Task statement: Once you reach the line holding "#[from_request(via(axum::extract::Query), rejection(AppError))]", write out that line and every later one exactly, ending with the last line of the data; write nothing else.

---- Dataset excerpts

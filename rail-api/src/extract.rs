//! Extractors that report malformed requests with the JSON error body
//! instead of axum's plain-text rejections.

use axum::extract::{FromRequest, FromRequestParts};

use crate::error::AppError;

#[derive(FromRequest)]
#[from_request(via(axum::Json), rejection(AppError))]
pub struct ApiJson<T>(pub T);

#[derive(FromRequestParts)]
#[from_request(via(axum::extract::Path), rejection(AppError))]
pub struct ApiPath<T>(pub T);

#[derive(FromRequestParts)]
#[from_request(via(axum::extract::Query), rejection(AppError))]
pub struct ApiQuery<T>(pub T);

--------

Solution:
#[from_request(via(axum::extract::Query), rejection(AppError))]
pub struct ApiQuery<T>(pub T);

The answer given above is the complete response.